[Stored items]
________

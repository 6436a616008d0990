use std::collections::BTreeSet;

use byteorder::{LittleEndian, ReadBytesExt, WriteBytesExt};

use crate::base::{BufLoc, Key};
use crate::error::{Error, Result};
use crate::iid::Iid;
use crate::segment::Segment;

/// Fixed stride of one lookup record: key plus two offset/length pairs.
pub(crate) const LUT_STRIDE: usize = 20;

/// One live entry: the identifier and segment sharing a key.
#[derive(Debug, Clone)]
pub struct Entry {
    pub iid: Iid,
    pub seg: Segment,
}

impl Entry {
    pub fn key(&self) -> Key {
        self.iid.key
    }
}

/// Raw record kept for slots excluded by an open-time restriction, so
/// save can rewrite them without ever materializing the entry.
#[derive(Debug, Clone, Copy)]
pub(crate) struct RawRecord {
    pub iid: BufLoc,
    pub seg: BufLoc,
}

#[derive(Debug, Clone)]
pub(crate) enum Slot {
    /// Logically removed. The slot persists so later keys keep their index.
    Tombstone,
    /// Present in the file but excluded from this session's view.
    Skipped(RawRecord),
    Live(Entry),
}

/// The authoritative index: one fixed-stride record per key, in key
/// order. Keys equal the record index and never move.
#[derive(Debug, Default)]
pub struct LookupTable {
    pub(crate) slots: Vec<Slot>,
}

impl LookupTable {
    pub fn new() -> Self {
        LookupTable { slots: Vec::new() }
    }

    /// Total slot count, tombstones included.
    pub fn len(&self) -> usize {
        self.slots.len()
    }

    pub fn is_empty(&self) -> bool {
        self.slots.is_empty()
    }

    /// Assign the next key and append, writing the key into both halves.
    pub fn append(&mut self, mut iid: Iid, mut seg: Segment) -> Result<Key> {
        if self.slots.len() > u32::MAX as usize {
            return Err(Error::OutOfKeys);
        }

        let key = self.slots.len() as Key;
        iid.key = key;
        seg.key = key;
        self.slots.push(Slot::Live(Entry { iid, seg }));
        Ok(key)
    }

    pub fn get(&self, key: Key) -> Result<&Entry> {
        match self.slots.get(key as usize) {
            Some(Slot::Live(entry)) => Ok(entry),
            _ => Err(Error::UnknownKey(key)),
        }
    }

    pub(crate) fn get_mut(&mut self, key: Key) -> Result<&mut Entry> {
        match self.slots.get_mut(key as usize) {
            Some(Slot::Live(entry)) => Ok(entry),
            _ => Err(Error::UnknownKey(key)),
        }
    }

    /// Tombstone the slot. The key is never reused.
    pub fn remove(&mut self, key: Key) -> Result<()> {
        match self.slots.get_mut(key as usize) {
            Some(slot @ Slot::Live(_)) => {
                *slot = Slot::Tombstone;
                Ok(())
            }
            _ => Err(Error::UnknownKey(key)),
        }
    }

    pub fn contains(&self, key: Key) -> bool {
        matches!(self.slots.get(key as usize), Some(Slot::Live(_)))
    }

    pub fn live_keys(&self) -> impl Iterator<Item = Key> + '_ {
        self.slots.iter().enumerate().filter_map(|(index, slot)| {
            matches!(slot, Slot::Live(_)).then_some(index as Key)
        })
    }

    /// Decode the block. An all-zero record is a tombstone. Records
    /// outside `filter` (when given) are kept raw and stay inaccessible
    /// for the life of the instance.
    pub(crate) fn load(buf: &[u8], filter: Option<&BTreeSet<Key>>) -> Result<Self> {
        if buf.len() % LUT_STRIDE != 0 {
            return Err(Error::CorruptLayout(format!(
                "lookup table of {} bytes is not a multiple of the {}-byte stride",
                buf.len(),
                LUT_STRIDE
            )));
        }

        let mut slots = Vec::with_capacity(buf.len() / LUT_STRIDE);
        for (index, record) in buf.chunks_exact(LUT_STRIDE).enumerate() {
            if record.iter().all(|&b| b == 0) {
                slots.push(Slot::Tombstone);
                continue;
            }

            let mut reader = record;
            let key = reader.read_u32::<LittleEndian>()?;
            let iid = BufLoc::decode_from(&mut reader)?;
            let seg = BufLoc::decode_from(&mut reader)?;

            if key as usize != index {
                return Err(Error::CorruptLayout(format!(
                    "lookup record {} stores key {}",
                    index, key
                )));
            }

            if filter.is_some_and(|keys| !keys.contains(&key)) {
                slots.push(Slot::Skipped(RawRecord { iid, seg }));
            } else {
                slots.push(Slot::Live(Entry {
                    iid: Iid::unloaded(key, iid),
                    seg: Segment::unloaded(key, seg),
                }));
            }
        }

        Ok(LookupTable { slots })
    }

    /// Serialize in key order. Non-tombstone records take their payload
    /// locations from the per-key vectors built during the payload pass.
    pub(crate) fn dump(&self, iid_locs: &[BufLoc], seg_locs: &[BufLoc]) -> Vec<u8> {
        let mut buf = Vec::with_capacity(self.slots.len() * LUT_STRIDE);
        for (index, slot) in self.slots.iter().enumerate() {
            match slot {
                Slot::Tombstone => buf.extend_from_slice(&[0u8; LUT_STRIDE]),
                Slot::Skipped(_) | Slot::Live(_) => {
                    buf.write_u32::<LittleEndian>(index as Key).expect("vec write");
                    iid_locs[index].encode_into(&mut buf).expect("vec write");
                    seg_locs[index].encode_into(&mut buf).expect("vec write");
                }
            }
        }
        buf
    }
}

#[cfg(test)]
mod tests {
    use super::*;
    use crate::segment::BBox;

    fn entry_parts() -> (Iid, Segment) {
        (Iid::new(b"id".to_vec()), Segment::new(BBox::new(0, 0, 1, 1), 1, Vec::new()))
    }

    #[test]
    fn append_assigns_dense_keys() {
        let mut lut = LookupTable::new();
        for expected in 0..3 {
            let (iid, seg) = entry_parts();
            let key = lut.append(iid, seg).expect("append failed");
            assert_eq!(key, expected);
        }

        let entry = lut.get(1).expect("get failed");
        assert_eq!(entry.key(), 1);
        assert_eq!(entry.iid.key, 1);
        assert_eq!(entry.seg.key, 1);
    }

    #[test]
    fn remove_leaves_tombstone() {
        let mut lut = LookupTable::new();
        for _ in 0..3 {
            let (iid, seg) = entry_parts();
            lut.append(iid, seg).expect("append failed");
        }

        lut.remove(1).expect("remove failed");
        assert_eq!(lut.len(), 3);
        assert!(!lut.contains(1));
        assert!(matches!(lut.get(1), Err(Error::UnknownKey(1))));
        assert!(matches!(lut.remove(1), Err(Error::UnknownKey(1))));
        assert_eq!(lut.live_keys().collect::<Vec<_>>(), vec![0, 2]);
    }

    #[test]
    fn get_out_of_range() {
        let lut = LookupTable::new();
        assert!(matches!(lut.get(0), Err(Error::UnknownKey(0))));
    }

    #[test]
    fn dump_load_roundtrip_with_tombstone() {
        let mut lut = LookupTable::new();
        for _ in 0..3 {
            let (iid, seg) = entry_parts();
            lut.append(iid, seg).expect("append failed");
        }
        lut.remove(1).expect("remove failed");

        let iid_locs = vec![BufLoc::new(0, 10), BufLoc::default(), BufLoc::new(10, 14)];
        let seg_locs = vec![BufLoc::new(0, 16), BufLoc::default(), BufLoc::new(16, 20)];
        let buf = lut.dump(&iid_locs, &seg_locs);
        assert_eq!(buf.len(), 3 * LUT_STRIDE);
        assert!(buf[LUT_STRIDE..2 * LUT_STRIDE].iter().all(|&b| b == 0));

        let loaded = LookupTable::load(&buf, None).expect("load failed");
        assert_eq!(loaded.len(), 3);
        assert!(!loaded.contains(1));

        let entry = loaded.get(2).expect("get failed");
        assert_eq!(entry.key(), 2);
        assert_eq!(entry.iid.state.loc(), Some(BufLoc::new(10, 14)));
        assert_eq!(entry.seg.state.loc(), Some(BufLoc::new(16, 20)));
    }

    #[test]
    fn load_rejects_bad_stride() {
        assert!(LookupTable::load(&[0u8; 21], None).is_err());
    }

    #[test]
    fn load_rejects_misplaced_key() {
        let mut lut = LookupTable::new();
        let (iid, seg) = entry_parts();
        lut.append(iid, seg).expect("append failed");

        let mut buf = lut.dump(&[BufLoc::new(0, 12)], &[BufLoc::new(0, 16)]);
        buf[0] = 9; // key no longer equals its index
        assert!(LookupTable::load(&buf, None).is_err());
    }

    #[test]
    fn load_with_filter_skips_slots() {
        let mut lut = LookupTable::new();
        for _ in 0..2 {
            let (iid, seg) = entry_parts();
            lut.append(iid, seg).expect("append failed");
        }

        let locs = vec![BufLoc::new(0, 12), BufLoc::new(12, 12)];
        let buf = lut.dump(&locs, &locs);

        let filter: BTreeSet<Key> = [1].into_iter().collect();
        let loaded = LookupTable::load(&buf, Some(&filter)).expect("load failed");
        assert!(matches!(loaded.get(0), Err(Error::UnknownKey(0))));
        assert!(loaded.get(1).is_ok());
        // Skipped slots still count toward the table length.
        assert_eq!(loaded.len(), 2);
    }
}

________

Above are the records; from them, give again exactly the lines from the one containing "assert_eq!(entry.key(), 1);" to the one containing "let lut = LookupTable::new();", both lines included, and nothing more.

* _Written reply_
        assert_eq!(entry.key(), 1);
        assert_eq!(entry.iid.key, 1);
        assert_eq!(entry.seg.key, 1);
    }

    #[test]
    fn remove_leaves_tombstone() {
        let mut lut = LookupTable::new();
        for _ in 0..3 {
            let (iid, seg) = entry_parts();
            lut.append(iid, seg).expect("append failed");
        }

        lut.remove(1).expect("remove failed");
        assert_eq!(lut.len(), 3);
        assert!(!lut.contains(1));
        assert!(matches!(lut.get(1), Err(Error::UnknownKey(1))));
        assert!(matches!(lut.remove(1), Err(Error::UnknownKey(1))));
        assert_eq!(lut.live_keys().collect::<Vec<_>>(), vec![0, 2]);
    }

    #[test]
    fn get_out_of_range() {
        let lut = LookupTable::new();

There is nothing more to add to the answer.